Grass-fed or grain-fed ... what's the difference? "For higher quality beef and dairy, go for grass-fed or grass-fed and organic," says Centeno. "Grass-fed means that the animal is eating mostly its natural diet of grass (versus grains), has access to pasture for at least part of the year, and the resulting meat is higher in omega-3 fatty acids. Organic is a plus in this case because it also means their feed is certified organic and free of pesticides and that the animal has not been treated with any growth hormones or antibiotics."

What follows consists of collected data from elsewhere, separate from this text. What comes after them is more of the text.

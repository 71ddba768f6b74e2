pub use uuid::{uuid, Uuid};

mod comment;
pub use comment::{Comment, CommentField};

mod error;
pub use error::Error;

pub mod operand;
pub use operand::{CmpOp, Comparator, OrderFn, Operator, Predicate, Relation};

mod profile;
pub use profile::{AccountType, Gender, Profile, ProfileField, UNKNOWN};

mod stamps;
pub use stamps::{now, Stamp, Stamps};

mod value;
pub use value::{CastError, Field, Value, ValueKind};

mod warning;
pub use warning::Warning;

pub const STUB_UUID: Uuid = uuid!("ffffffff-ffff-ffff-ffff-ffffffffffff");

#[derive(
    Clone, Copy, Debug, Eq, Hash, Ord, PartialEq, PartialOrd, serde::Deserialize, serde::Serialize,
)]
pub struct NodeId(pub Uuid);

impl NodeId {
    pub fn new() -> NodeId {
        NodeId(Uuid::new_v4())
    }

    pub fn stub() -> NodeId {
        NodeId(STUB_UUID)
    }

    /// 32 lowercase hex digits, no dashes
    pub fn hex(&self) -> String {
        self.0.simple().to_string()
    }

    pub fn parse_hex(s: &str) -> Result<NodeId, Error> {
        Uuid::try_parse(s.trim())
            .map(NodeId)
            .map_err(|_| Error::InvalidId(s.to_string()))
    }
}

impl Default for NodeId {
    fn default() -> NodeId {
        NodeId::new()
    }
}

impl std::fmt::Display for NodeId {
    fn fmt(&self, f: &mut std::fmt::Formatter<'_>) -> std::fmt::Result {
        write!(f, "{}", self.0.simple())
    }
}

#[cfg(test)]
mod tests {
    use super::*;

    #[test]
    fn hex_form_round_trips() {
        let id = NodeId::new();
        let hex = id.hex();
        assert_eq!(hex.len(), 32);
        assert!(!hex.contains('-'));
        assert_eq!(NodeId::parse_hex(&hex), Ok(id));
        assert_eq!(NodeId::parse_hex(&id.0.to_string()), Ok(id));
    }

    #[test]
    fn rejects_garbage_ids() {
        assert_eq!(
            NodeId::parse_hex("not-an-id"),
            Err(Error::InvalidId(String::from("not-an-id")))
        );
    }
}
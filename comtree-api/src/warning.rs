use crate::{NodeId, Value, ValueKind};

/// Recoverable conditions hit while serving a request. Processing continued
/// with the documented fallback.
#[derive(Clone, Debug, Eq, PartialEq, thiserror::Error)]
pub enum Warning {
    #[error("Requested {requested} nodes but only {available} are available, returning all matches")]
    CapClamped { requested: usize, available: usize },

    #[error("No search criteria given, returning the first {cap} nodes")]
    NoCriteria { cap: usize },

    #[error("No index paths given, returning zero matches")]
    NoPaths,

    #[error("Duplicate match of node {node} for query set {set}, skipping")]
    DuplicateMatch { set: usize, node: NodeId },

    #[error("Index {index} at depth {depth} is out of range, keeping last valid node")]
    IndexOutOfRange { index: usize, depth: usize },

    #[error("Could not cast {value:?} to {to:?}, comparing uncast values")]
    CastFailed { value: Value, to: ValueKind },
}

impl Warning {
    /// Logs the warning and appends it to `sink`
    pub fn emit(self, sink: &mut Vec<Warning>) {
        tracing::warn!(warning = ?self, "{self}");
        sink.push(self);
    }
}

The Splendid Spoon founder points out that GMO foods are controversial, leading many people to opt for products that are non-GMO. "GMO stands for genetically modified organism, meaning that the traits of an organism have been engineered in a lab," Centeno explains. "‘Big agriculture’ companies have been engineering mono-crops such as soy and corn for years to improve their resistance to things like disease and pests. GMO crops have contributed to the proliferation of monocrops (large crops grown on a single piece of land without rotation, year after year) that reduce biodiversity, deplete ecological resources, and increase farmers’ dependencies on single crops and the seed companies that created the GMO in the first place.
"There have been studies citing health problems related to GMOs and others claiming that GMOs are perfectly safe. My takeaway? GMOs haven’t been great for the environment, and we don’t know enough about their effects on long term human health. Avoid them if you can."